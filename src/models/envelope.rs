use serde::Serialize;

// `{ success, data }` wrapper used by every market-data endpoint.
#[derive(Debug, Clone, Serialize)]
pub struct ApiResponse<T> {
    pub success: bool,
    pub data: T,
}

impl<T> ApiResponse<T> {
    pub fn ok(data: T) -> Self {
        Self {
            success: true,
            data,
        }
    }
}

* * * * * * * * *

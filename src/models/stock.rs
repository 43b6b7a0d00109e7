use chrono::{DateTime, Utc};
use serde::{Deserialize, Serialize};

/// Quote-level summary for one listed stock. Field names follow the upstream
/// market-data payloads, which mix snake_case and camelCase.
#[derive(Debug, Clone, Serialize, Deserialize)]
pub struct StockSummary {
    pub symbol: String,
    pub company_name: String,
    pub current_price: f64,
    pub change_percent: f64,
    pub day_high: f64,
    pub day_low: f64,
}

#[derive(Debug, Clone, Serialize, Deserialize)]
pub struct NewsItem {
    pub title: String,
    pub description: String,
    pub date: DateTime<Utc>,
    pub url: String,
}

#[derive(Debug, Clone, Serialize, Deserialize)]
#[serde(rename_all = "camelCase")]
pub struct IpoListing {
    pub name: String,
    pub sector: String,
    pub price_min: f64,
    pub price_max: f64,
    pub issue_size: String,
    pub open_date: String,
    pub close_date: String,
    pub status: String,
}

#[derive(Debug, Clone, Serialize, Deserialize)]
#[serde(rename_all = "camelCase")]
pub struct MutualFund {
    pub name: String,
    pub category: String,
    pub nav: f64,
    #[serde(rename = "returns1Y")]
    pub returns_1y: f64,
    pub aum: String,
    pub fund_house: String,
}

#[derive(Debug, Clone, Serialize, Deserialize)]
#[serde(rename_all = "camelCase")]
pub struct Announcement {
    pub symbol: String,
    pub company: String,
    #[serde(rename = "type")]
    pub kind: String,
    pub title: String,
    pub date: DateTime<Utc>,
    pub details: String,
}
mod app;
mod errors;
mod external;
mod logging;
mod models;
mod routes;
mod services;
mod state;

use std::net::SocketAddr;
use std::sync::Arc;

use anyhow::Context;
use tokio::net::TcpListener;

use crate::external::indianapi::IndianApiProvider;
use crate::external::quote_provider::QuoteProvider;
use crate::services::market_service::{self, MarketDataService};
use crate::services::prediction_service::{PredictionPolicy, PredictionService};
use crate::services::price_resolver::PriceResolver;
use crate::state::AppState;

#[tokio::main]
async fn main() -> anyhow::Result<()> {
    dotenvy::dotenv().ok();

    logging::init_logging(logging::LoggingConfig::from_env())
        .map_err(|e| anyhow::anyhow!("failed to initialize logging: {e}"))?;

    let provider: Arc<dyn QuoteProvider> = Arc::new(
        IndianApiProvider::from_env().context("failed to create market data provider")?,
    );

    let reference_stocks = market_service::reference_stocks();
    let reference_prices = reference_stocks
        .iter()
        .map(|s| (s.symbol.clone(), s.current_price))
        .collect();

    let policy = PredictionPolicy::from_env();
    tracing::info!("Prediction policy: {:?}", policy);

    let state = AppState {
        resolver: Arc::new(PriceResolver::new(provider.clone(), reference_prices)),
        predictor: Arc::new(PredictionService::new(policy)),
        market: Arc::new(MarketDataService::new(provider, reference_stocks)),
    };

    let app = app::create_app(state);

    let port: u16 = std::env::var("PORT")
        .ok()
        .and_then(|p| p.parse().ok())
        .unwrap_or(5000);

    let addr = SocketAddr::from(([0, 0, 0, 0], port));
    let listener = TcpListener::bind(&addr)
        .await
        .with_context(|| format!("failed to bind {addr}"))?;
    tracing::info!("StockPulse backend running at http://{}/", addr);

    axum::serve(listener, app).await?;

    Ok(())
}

* * * * * * * * *

# [Task details]
The answer must be one number, the count of lines above that hold the word "ApiResponse".

# [The completed task]
2